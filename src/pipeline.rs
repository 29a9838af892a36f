/// Pipeline Module
///
/// Orchestrates the complete ETL pipeline over a block range: Extract → Transform → Load
/// with retry logic, skip-or-abort failure handling, cancellation and statistics tracking.
use crate::db::Database;
use crate::error::Result;
use crate::etl::{
    extract::{extract_block, RetryPolicy},
    load::RecordBatch,
    transform::TransactionExtractor,
};
use crate::models::{BlockRange, TransactionRecord};
use crate::rpc::ChainReader;
use futures::{future, stream, StreamExt};
use std::time::{Duration, Instant};
use tokio::sync::Mutex;
use tokio_util::sync::CancellationToken;

/// Error messages kept in `PipelineStats::errors`; the rest are only counted
pub const MAX_RECORDED_ERRORS: usize = 5;

/// Pipeline execution statistics
#[derive(Debug, Clone, Default)]
pub struct PipelineStats {
    pub blocks_attempted: u64,
    pub blocks_succeeded: u64,
    pub blocks_missing: u64,
    pub blocks_failed: u64,
    pub transactions_processed: u64,
    pub transactions_skipped: u64,
    pub transactions_inserted: u64,
    pub elapsed_time: Duration,
    /// Stopped by the cancellation token before the end of the range
    pub cancelled: bool,
    /// All errors seen, including those not kept in `errors`
    pub error_count: u64,
    /// The first `MAX_RECORDED_ERRORS` errors
    pub errors: Vec<PipelineError>,
}

impl PipelineStats {
    pub fn new() -> Self {
        Self::default()
    }

    pub fn record_error(&mut self, error: PipelineError) {
        self.error_count += 1;
        if self.errors.len() < MAX_RECORDED_ERRORS {
            self.errors.push(error);
        }
    }

    pub fn success_rate(&self) -> f64 {
        if self.blocks_attempted == 0 {
            0.0
        } else {
            (self.blocks_succeeded as f64 / self.blocks_attempted as f64) * 100.0
        }
    }

    pub fn blocks_per_second(&self) -> f64 {
        let secs = self.elapsed_time.as_secs_f64();
        if secs == 0.0 {
            0.0
        } else {
            self.blocks_succeeded as f64 / secs
        }
    }

    pub fn transactions_per_second(&self) -> f64 {
        let secs = self.elapsed_time.as_secs_f64();
        if secs == 0.0 {
            0.0
        } else {
            self.transactions_inserted as f64 / secs
        }
    }
}

/// Pipeline error with context
#[derive(Debug, Clone)]
pub struct PipelineError {
    pub stage: PipelineStage,
    pub block: Option<u64>,
    pub message: String,
}

#[derive(Debug, Clone, Copy, PartialEq, Eq)]
pub enum PipelineStage {
    Extract,
    Transform,
    Load,
}

impl std::fmt::Display for PipelineStage {
    fn fmt(&self, f: &mut std::fmt::Formatter<'_>) -> std::fmt::Result {
        match self {
            PipelineStage::Extract => write!(f, "Extract"),
            PipelineStage::Transform => write!(f, "Transform"),
            PipelineStage::Load => write!(f, "Load"),
        }
    }
}

/// What to do with a block whose retries are exhausted
#[derive(Debug, Clone, Copy, PartialEq, Eq, Default)]
pub enum FailurePolicy {
    /// Log the block as failed and continue with the next one
    #[default]
    Skip,
    /// Commit what has been collected and stop the run with the error
    Abort,
}

/// Configuration for pipeline execution
#[derive(Debug, Clone)]
pub struct PipelineConfig {
    pub range: BlockRange,
    pub retry: RetryPolicy,
    /// Blocks collected before a store write
    pub batch_size: usize,
    /// Blocks fetched concurrently; 1 processes strictly one block at a time
    pub concurrency: usize,
    /// Pause before each block fetch after the first
    pub rate_limit: Duration,
    pub failure_policy: FailurePolicy,
}

impl Default for PipelineConfig {
    fn default() -> Self {
        Self {
            range: BlockRange::new(0, 0),
            retry: RetryPolicy::default(),
            batch_size: 1,
            concurrency: 1,
            rate_limit: Duration::ZERO,
            failure_policy: FailurePolicy::Skip,
        }
    }
}

/// Spaces block fetch starts by at least `interval`, across all in-flight blocks
struct Throttle {
    interval: Duration,
    last_start: Mutex<Option<Instant>>,
}

impl Throttle {
    fn new(interval: Duration) -> Self {
        Self { interval, last_start: Mutex::new(None) }
    }

    /// Wait for this fetch's turn. The lock is held while sleeping so waiters
    /// are released one interval apart.
    async fn wait(&self) {
        if self.interval.is_zero() {
            return;
        }

        let mut last_start = self.last_start.lock().await;
        if let Some(deadline) = last_start.and_then(|last| last.checked_add(self.interval)) {
            tokio::time::sleep_until(deadline.into()).await;
        }
        *last_start = Some(Instant::now());
    }
}

/// Records produced by one block
#[derive(Debug)]
struct ProcessedBlock {
    records: Vec<TransactionRecord>,
    skipped: u64,
    malformed: Vec<String>,
}

/// Main ETL Pipeline
pub struct Pipeline<R> {
    reader: R,
    database: Database,
    extractor: TransactionExtractor,
    config: PipelineConfig,
}

impl<R: ChainReader> Pipeline<R> {
    /// Create a new pipeline instance
    pub fn new(reader: R, database: Database, config: PipelineConfig) -> Self {
        Self { reader, database, extractor: TransactionExtractor::default(), config }
    }

    pub fn with_extractor(mut self, extractor: TransactionExtractor) -> Self {
        self.extractor = extractor;
        self
    }

    /// Run the pipeline for the configured block range.
    ///
    /// `cancel` is checked before each block is started; records of finished
    /// blocks are committed before returning. Store failures and, under
    /// `FailurePolicy::Abort`, exhausted retries end the run with an error.
    pub async fn run(&self, cancel: CancellationToken) -> Result<PipelineStats> {
        let start_time = Instant::now();
        let mut stats = PipelineStats::new();
        let range = self.config.range;

        tracing::info!("Starting pipeline for blocks {} ({} blocks)", range, range.len());

        let mut batch = RecordBatch::new(self.config.batch_size);
        let throttle = Throttle::new(self.config.rate_limit);
        let throttle = &throttle;
        let cancelled = cancel.clone();

        let mut blocks = stream::iter(range.iter())
            .take_while(move |_| future::ready(!cancelled.is_cancelled()))
            .map(move |number| async move { (number, self.process_block(number, throttle).await) })
            .buffered(self.config.concurrency.max(1));

        while let Some((number, result)) = blocks.next().await {
            stats.blocks_attempted += 1;

            match result {
                Ok(processed) => {
                    stats.blocks_succeeded += 1;
                    stats.transactions_processed += processed.records.len() as u64;
                    stats.transactions_skipped += processed.skipped;
                    for message in processed.malformed {
                        stats.record_error(PipelineError { stage: PipelineStage::Transform, block: Some(number), message });
                    }
                    batch.push_block(processed.records);
                }
                Err(e) if e.is_skippable() => {
                    stats.blocks_missing += 1;
                    tracing::info!("Skipping block {}: {}", number, e);
                }
                Err(e) => {
                    stats.blocks_failed += 1;
                    stats.record_error(PipelineError {
                        stage: PipelineStage::Extract,
                        block: Some(number),
                        message: e.to_string(),
                    });

                    match self.config.failure_policy {
                        FailurePolicy::Skip => tracing::warn!("Skipping block {}: {}", number, e),
                        FailurePolicy::Abort => {
                            tracing::error!("Aborting run at block {}: {}", number, e);
                            self.load(&mut batch, &mut stats).await?;
                            return Err(e);
                        }
                    }
                }
            }

            if batch.is_full() {
                self.load(&mut batch, &mut stats).await?;
            }
        }

        self.load(&mut batch, &mut stats).await?;

        if cancel.is_cancelled() && stats.blocks_attempted < range.len() {
            stats.cancelled = true;
            tracing::warn!("Pipeline cancelled after {} of {} blocks", stats.blocks_attempted, range.len());
        }

        stats.elapsed_time = start_time.elapsed();
        tracing::info!(
            "Pipeline finished: {} blocks attempted, {} rows inserted",
            stats.blocks_attempted,
            stats.transactions_inserted
        );

        Ok(stats)
    }

    /// Extract and transform a single block
    async fn process_block(&self, number: u64, throttle: &Throttle) -> Result<ProcessedBlock> {
        throttle.wait().await;

        let extracted = extract_block(&self.reader, number, &self.config.retry).await?;

        let mut records = Vec::with_capacity(extracted.transactions.len());
        let mut malformed = Vec::new();

        for tx in &extracted.transactions {
            match self.extractor.extract(&extracted.block, tx) {
                Ok(record) => records.push(record),
                Err(e) if e.is_skippable() => {
                    tracing::warn!("Skipping transaction in block {}: {}", number, e);
                    malformed.push(e.to_string());
                }
                Err(e) => return Err(e),
            }
        }

        Ok(ProcessedBlock { skipped: (extracted.skipped + malformed.len()) as u64, records, malformed })
    }

    /// Write the pending batch; a store failure is fatal for the run
    async fn load(&self, batch: &mut RecordBatch, stats: &mut PipelineStats) -> Result<()> {
        match batch.flush(&self.database).await {
            Ok(inserted) => {
                stats.transactions_inserted += inserted;
                Ok(())
            }
            Err(e) => {
                tracing::error!("Failed to store {} records: {}", batch.len(), e);
                stats.record_error(PipelineError { stage: PipelineStage::Load, block: None, message: e.to_string() });
                Err(e)
            }
        }
    }
}

/// Print final statistics
pub fn print_final_stats(stats: &PipelineStats) {
    println!("\n📊 Pipeline Statistics:");
    println!("   ⏱️  Total time: {:.2}s", stats.elapsed_time.as_secs_f64());
    println!(
        "   📦 Blocks: {} attempted, {} succeeded, {} missing, {} failed",
        stats.blocks_attempted, stats.blocks_succeeded, stats.blocks_missing, stats.blocks_failed
    );
    println!("   ✅ Success rate: {:.1}%", stats.success_rate());
    println!("   📝 Transactions processed: {} ({} skipped)", stats.transactions_processed, stats.transactions_skipped);
    println!("   💾 Rows inserted: {}", stats.transactions_inserted);
    println!("   ⚡ Speed: {:.2} blocks/sec", stats.blocks_per_second());
    println!("   ⚡ Throughput: {:.0} txs/sec", stats.transactions_per_second());

    if stats.cancelled {
        println!("   🛑 Cancelled before the end of the range");
    }

    if stats.error_count > 0 {
        println!("\n❌ Errors encountered: {}", stats.error_count);
        for (i, error) in stats.errors.iter().enumerate() {
            println!("   {}. [{}] Block {:?}: {}", i + 1, error.stage, error.block, error.message);
        }
        let unlisted = stats.error_count - stats.errors.len() as u64;
        if unlisted > 0 {
            println!("   ... and {} more errors", unlisted);
        }
    }
}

----

> **EXERCISE INSTRUCTIONS**:
Retype the records above exactly, from their first line through the line that contains "and statistics tracking.", and stop there.

> **SOLUTION FOR THIS PROBLEM**:
filename src/pipeline.rs
repository 29a9838af892a36f
/// Pipeline Module
///
/// Orchestrates the complete ETL pipeline over a block range: Extract → Transform → Load
/// with retry logic, skip-or-abort failure handling, cancellation and statistics tracking.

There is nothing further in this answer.